Twenty-two years is a long time, even in a sport that measures its games in days and its history in centuries. The last time England played a Test match against Zimbabwe, in 2003, Rob Key was in the middle order instead of the managing director’s job, Jimmy Anderson was a 20-year-old tearaway playing in his very first series, and the England and Wales Cricket Board was just about to launch the world’s very first professional Twenty20 tournament. Zimbabwean cricket has changed, too. Back then the team was in the earliest stages of a transformation that was meant to turn cricket from a minority game, played by the small white population, into a sport that better represented the whole country.

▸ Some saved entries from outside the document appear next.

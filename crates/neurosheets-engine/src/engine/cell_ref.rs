//! Cell reference parsing and formatting.
//!
//! Provides bidirectional conversion between spreadsheet-style cell references
//! (e.g., "A1", "B2", "AA100") and zero-indexed column/row coordinates, plus
//! the rectangular [`CellRange`] used by range functions.
//!
//! # Examples
//!
//! ```
//! use neurosheets_engine::engine::CellRef;
//!
//! let cell = CellRef::from_str("B3").unwrap();
//! assert_eq!(cell.col, 1); // 0-indexed
//! assert_eq!(cell.row, 2);
//! assert_eq!(cell.to_string(), "B3");
//! ```

use regex::Regex;
use serde::{Deserialize, Serialize};
use std::fmt;
use std::sync::OnceLock;

/// A reference to a cell by column and row indices (0-indexed).
///
/// Ordering is row-major, which is also the order cells are written out in.
/// Serialized as its A1 string so a sheet maps cleanly onto a JSON object.
#[derive(Clone, Debug, Hash, Eq, PartialEq, Ord, PartialOrd, Serialize, Deserialize)]
#[serde(try_from = "String", into = "String")]
pub struct CellRef {
    pub row: usize,
    pub col: usize,
}

impl CellRef {
    pub fn new(col: usize, row: usize) -> CellRef {
        CellRef { row, col }
    }

    /// Parse a cell reference from spreadsheet notation (e.g., "A1", "b2", "AA10").
    /// Returns None if the input is invalid.
    #[allow(clippy::should_implement_trait)]
    pub fn from_str(name: &str) -> Option<CellRef> {
        Self::parse_a1(name)
    }

    fn parse_a1(name: &str) -> Option<CellRef> {
        let caps = a1_re().captures(name)?;
        let letters = &caps["letters"];
        let numbers = &caps["numbers"];

        let col = Self::letters_to_col(letters)?;
        let row = numbers.parse::<usize>().ok()?.checked_sub(1)?;

        Some(CellRef::new(col, row))
    }

    /// Convert column letters to a zero-based index ("A" -> 0, "AA" -> 26).
    /// Returns None for empty, non-alphabetic or overflowing input.
    pub fn letters_to_col(letters: &str) -> Option<usize> {
        if letters.is_empty() {
            return None;
        }
        let mut col_acc = 0usize;
        for c in letters.bytes() {
            if !c.is_ascii_alphabetic() {
                return None;
            }
            let digit = (c.to_ascii_uppercase() - b'A') as usize + 1;
            col_acc = col_acc.checked_mul(26)?.checked_add(digit)?;
        }
        col_acc.checked_sub(1)
    }

    /// Convert column index to spreadsheet-style letters (0 -> A, 25 -> Z, 26 -> AA).
    pub fn col_to_letters(col: usize) -> String {
        let mut result = String::new();
        let mut n = col as u128 + 1;
        while n > 0 {
            n -= 1;
            result.insert(0, (b'A' + (n % 26) as u8) as char);
            n /= 26;
        }
        result
    }

    /// Move by a signed offset, returning None when the result leaves the sheet.
    pub fn offset(&self, delta_col: isize, delta_row: isize) -> Option<CellRef> {
        let col = self.col.checked_add_signed(delta_col)?;
        let row = self.row.checked_add_signed(delta_row)?;
        Some(CellRef::new(col, row))
    }
}

fn a1_re() -> &'static Regex {
    static RE: OnceLock<Regex> = OnceLock::new();
    RE.get_or_init(|| {
        Regex::new(r"^(?<letters>[A-Za-z]+)(?<numbers>[0-9]+)$")
            .expect("A1 reference regex must compile")
    })
}

impl std::str::FromStr for CellRef {
    type Err = String;

    fn from_str(s: &str) -> Result<Self, Self::Err> {
        Self::parse_a1(s).ok_or_else(|| format!("Invalid cell reference: {}", s))
    }
}

impl TryFrom<String> for CellRef {
    type Error = String;

    fn try_from(value: String) -> Result<Self, Self::Error> {
        value.parse()
    }
}

impl From<CellRef> for String {
    fn from(value: CellRef) -> Self {
        value.to_string()
    }
}

impl fmt::Display for CellRef {
    fn fmt(&self, f: &mut fmt::Formatter<'_>) -> fmt::Result {
        write!(f, "{}{}", CellRef::col_to_letters(self.col), self.row + 1)
    }
}

/// An inclusive rectangle of cells.
///
/// Corners are normalized on construction, so `A3:A1` covers the same cells
/// as `A1:A3`.
#[derive(Clone, Debug, Hash, Eq, PartialEq)]
pub struct CellRange {
    start: CellRef,
    end: CellRef,
}

impl CellRange {
    pub fn new(a: CellRef, b: CellRef) -> CellRange {
        let start = CellRef::new(a.col.min(b.col), a.row.min(b.row));
        let end = CellRef::new(a.col.max(b.col), a.row.max(b.row));
        CellRange { start, end }
    }

    /// Parse a range like "A1:B5".
    pub fn parse(range: &str) -> Option<CellRange> {
        let (start, end) = range.split_once(':')?;
        let start = CellRef::from_str(start.trim())?;
        let end = CellRef::from_str(end.trim())?;
        Some(CellRange::new(start, end))
    }

    /// Top-left corner.
    pub fn start(&self) -> &CellRef {
        &self.start
    }

    /// Bottom-right corner.
    pub fn end(&self) -> &CellRef {
        &self.end
    }

    pub fn rows(&self) -> usize {
        self.end.row - self.start.row + 1
    }

    pub fn cols(&self) -> usize {
        self.end.col - self.start.col + 1
    }

    /// Number of cells covered, or None if it does not fit in a usize.
    pub fn cell_count(&self) -> Option<usize> {
        self.rows().checked_mul(self.cols())
    }

    pub fn contains(&self, cell: &CellRef) -> bool {
        cell.row >= self.start.row
            && cell.row <= self.end.row
            && cell.col >= self.start.col
            && cell.col <= self.end.col
    }

    /// Iterate the covered cells in row-major order.
    pub fn iter(&self) -> impl Iterator<Item = CellRef> + '_ {
        (self.start.row..=self.end.row).flat_map(move |row| {
            (self.start.col..=self.end.col).map(move |col| CellRef::new(col, row))
        })
    }
}

impl fmt::Display for CellRange {
    fn fmt(&self, f: &mut fmt::Formatter<'_>) -> fmt::Result {
        write!(f, "{}:{}", self.start, self.end)
    }
}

They have been hard years, riven by player strikes, political interference, maladministration and a miserable drop-off in results. The team temporarily withdrew from Test cricket, suspended their domestic competition and were repeatedly censured by the International Cricket Council. They lost so many players through emigration to England, Australia, South Africa and New Zealand, that even now you could build a hell of a good Zimbabwean squad out of people who are making a living overseas. And yet, at the end of it all, the process was, by one important measure, a success. The squad that came on tour in 2003 was majority white, the team that has come this year is majority black.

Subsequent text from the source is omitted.